Our findings would have broad implications for understanding the epigenetic regulation of the nervous system under physiological and pathological conditions, in line with the findings of a recent publication, which showed that de novo DNA methylation at enhancers inactivates enhancer activity during neural maturation [59]. Since DNA methylation defects are a cause of autism spectrum disorder or intellectual disabilities [60, 61], identifying genomic loci that undergo dynamic changes in DNA methylation may provide ways to cure such disorders/disabilities through targeted epigenome editing. This study clearly showed that the DNA methylation system plays a fundamental role in the functioning of terminally differentiated cells, in addition to the formation, proliferation, and differentiation of tissue stem cells. For example, our findings strongly suggest that DNA methylation in many post-mitotic cells may be affected by changes in the maternal environment. In this context, further investigation of functional targets, including Wwc1, will lead to a new trend in reproductive biology.

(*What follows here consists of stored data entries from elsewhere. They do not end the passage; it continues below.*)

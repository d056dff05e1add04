//! Variable assignment scanner.
//!
//! Recognises `NAME = value` and `NAME := value` on logical lines.  Rule
//! lines, recipes, comments and everything else are skipped.

use std::fmt;
use std::str::FromStr;
use std::sync::OnceLock;

use regex::Regex;

use crate::error::Result;
use crate::filter::{anchored, LineFilter};
use crate::lines::{join_continued, JoinContinued};

const ASSIGNMENT_PATTERN: &str = r"[ ]*([A-Za-z0-9_]+)[ ]*(:?=)(.*)";

fn assignment_re() -> &'static Regex {
    static RE: OnceLock<Regex> = OnceLock::new();
    RE.get_or_init(|| anchored(ASSIGNMENT_PATTERN).expect("assignment pattern is valid"))
}

/// Assignment operator.
#[derive(Debug, Clone, Copy, PartialEq, Eq)]
pub enum AssignOp {
    /// `=`: store the raw text.
    Deferred,
    /// `:=`: evaluate against the variables known so far.
    Immediate,
}

impl AssignOp {
    pub fn as_str(self) -> &'static str {
        match self {
            AssignOp::Deferred => "=",
            AssignOp::Immediate => ":=",
        }
    }
}

impl fmt::Display for AssignOp {
    fn fmt(&self, f: &mut fmt::Formatter<'_>) -> fmt::Result {
        f.write_str(self.as_str())
    }
}

impl FromStr for AssignOp {
    type Err = String;

    fn from_str(s: &str) -> std::result::Result<Self, Self::Err> {
        match s {
            "=" => Ok(AssignOp::Deferred),
            ":=" => Ok(AssignOp::Immediate),
            _ => Err(format!("unknown assignment operator '{s}'")),
        }
    }
}

/// One `NAME op value` line.  `value` is everything after the operator,
/// untrimmed.
#[derive(Debug, Clone, PartialEq, Eq)]
pub struct Assignment {
    pub name: String,
    pub op: AssignOp,
    pub value: String,
}

impl Assignment {
    fn from_groups(groups: Vec<Option<String>>) -> Option<Self> {
        let mut groups = groups.into_iter();
        let name = groups.next()??;
        let op = groups.next()??.parse().ok()?;
        let value = groups.next()?.unwrap_or_default();
        Some(Assignment { name, op, value })
    }
}

/// Iterator over the assignments of a stream of physical lines.
#[derive(Debug)]
pub struct Assignments<I> {
    inner: LineFilter<JoinContinued<I>>,
}

/// Join continued lines of `lines` and scan them for assignments.
pub fn scan_assignments<I>(lines: I) -> Assignments<I::IntoIter>
where
    I: IntoIterator<Item = Result<String>>,
{
    Assignments {
        inner: LineFilter::new(join_continued(lines), assignment_re().clone()),
    }
}

impl<I: Iterator<Item = Result<String>>> Iterator for Assignments<I> {
    type Item = Result<Assignment>;

    fn next(&mut self) -> Option<Self::Item> {
        loop {
            let groups = match self.inner.next()? {
                Ok(groups) => groups,
                Err(e) => return Some(Err(e)),
            };
            if let Some(a) = Assignment::from_groups(groups) {
                tracing::trace!(name = %a.name, op = %a.op, value = %a.value, "scanned assignment");
                return Some(Ok(a));
            }
        }
    }
}

// ── Tests ─────────────────────────────────────────────────────────────────────
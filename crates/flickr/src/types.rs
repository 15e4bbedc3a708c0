// SPDX-License-Identifier: BUSL-1.1
// Copyright (c) 2026 Alfred Jean LLC

//! Typed Flickr response fragments.
//!
//! Only the fields the importer consumes are modeled. Flickr is loose with
//! numeric types (heights and dates arrive as strings or numbers depending
//! on the call), so the flexible ones stay `Value` behind typed accessors.

use serde::{Deserialize, Serialize};
use serde_json::Value;

/// Flickr's ubiquitous `{"_content": "..."}` wrapper.
#[derive(Debug, Clone, Default, PartialEq, Serialize, Deserialize)]
pub struct Content {
    #[serde(rename = "_content", default)]
    pub content: String,
}

/// flickr.people.findByUsername
#[derive(Debug, Clone, Deserialize)]
pub struct FlickrUser {
    pub nsid: String,
    #[serde(default)]
    pub id: Option<String>,
    #[serde(default)]
    pub username: Option<Content>,
}

/// One photoset from flickr.photosets.getList.
#[derive(Debug, Clone, Deserialize)]
pub struct Photoset {
    pub id: String,
    #[serde(default)]
    pub title: Content,
    #[serde(default)]
    pub description: Content,
}

/// One page of flickr.photosets.getPhotos.
#[derive(Debug, Clone, Deserialize)]
pub struct PhotosetPhotos {
    #[serde(default)]
    pub page: u32,
    #[serde(default)]
    pub pages: u32,
    #[serde(default)]
    pub photo: Vec<PhotoRef>,
}

/// Membership entry inside a photoset listing.
#[derive(Debug, Clone, Serialize, Deserialize)]
pub struct PhotoRef {
    pub id: String,
    #[serde(default)]
    pub title: Option<String>,
}

/// One page of flickr.people.getPhotos.
#[derive(Debug, Clone, Deserialize)]
pub struct PhotoPage {
    #[serde(default)]
    pub page: u32,
    #[serde(default)]
    pub pages: u32,
    #[serde(default)]
    pub photo: Vec<Photo>,
}

/// One photo-stream item with the extras the importer requests.
#[derive(Debug, Clone, Deserialize)]
pub struct Photo {
    pub id: String,
    #[serde(default)]
    pub title: String,
    #[serde(default = "default_media")]
    pub media: String,
    #[serde(default)]
    pub url_o: Option<String>,
    #[serde(default)]
    pub originalformat: Option<String>,
    #[serde(default)]
    pub dateupload: Option<Value>,
    #[serde(default)]
    pub datetaken: Option<String>,
    #[serde(default)]
    pub tags: Option<String>,
    #[serde(default)]
    pub description: Content,
    #[serde(default)]
    pub height_o: Option<Value>,
}

fn default_media() -> String {
    "photo".to_string()
}

impl Photo {
    pub fn is_video(&self) -> bool {
        self.media == "video"
    }

    /// Upload time as epoch seconds; Flickr sends it as a string.
    pub fn uploaded_epoch(&self) -> Option<u64> {
        value_as_u64(self.dateupload.as_ref()?)
    }

    pub fn original_height(&self) -> Option<u64> {
        value_as_u64(self.height_o.as_ref()?)
    }
}

/// One rendition from flickr.photos.getSizes.
#[derive(Debug, Clone, Deserialize)]
pub struct SizeEntry {
    pub label: String,
    pub source: String,
    #[serde(default)]
    pub media: Option<String>,
    #[serde(default)]
    pub height: Option<Value>,
}

impl SizeEntry {
    pub fn height_u64(&self) -> Option<u64> {
        value_as_u64(self.height.as_ref()?)
    }
}

/// One comment from flickr.photos.comments.getList.
#[derive(Debug, Clone, Deserialize)]
pub struct Comment {
    pub id: String,
    pub author: String,
    #[serde(default)]
    pub authorname: String,
    #[serde(default)]
    pub realname: String,
    #[serde(default)]
    pub datecreate: Option<Value>,
    #[serde(rename = "_content", default)]
    pub content: String,
}

impl Comment {
    /// Creation time as epoch seconds.
    pub fn created_epoch(&self) -> Option<u64> {
        value_as_u64(self.datecreate.as_ref()?)
    }
}

fn value_as_u64(value: &Value) -> Option<u64> {
    match value {
        Value::Number(n) => n.as_u64(),
        Value::String(s) => s.parse().ok(),
        _ => None,
    }
}

#[cfg(test)]
#[path = "types_tests.rs"]
mod tests;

Our results identified neuronal activity-induced de novo DNA methylation as a regulator of enhancer activity that affects excitatory synaptogenesis. Therefore, de novo DNA methylation has a much broader and more fundamental role in neurons than previously recognized. Although studies of neuronal activity-induced DNA methylation have traditionally focused on its roles in the regulation of promoter activity [7, 9], our results suggest a previously underappreciated role for de novo DNA methylation in the regulation of enhancer activity.

Availability of data and materials

The datasets generated and analyzed during the current study are available in the NCBI Gene Expression Omnibus repository under accession number GSE149342 (https://www.ncbi.nlm.nih.gov/geo/query/acc.cgi?acc=GSE149342). The datasets used and analyzed during the current study are available in the NCBI Gene Expression Omnibus repository under accession numbers GSE21161 (https://www.ncbi.nlm.nih.gov/geo/query/acc.cgi?acc=GSE21161) and GSE82015 (https://www.ncbi.nlm.nih.gov/geo/query/acc.cgi?acc=GSE82015).

Conflict of interests

The authors have nothing to declare.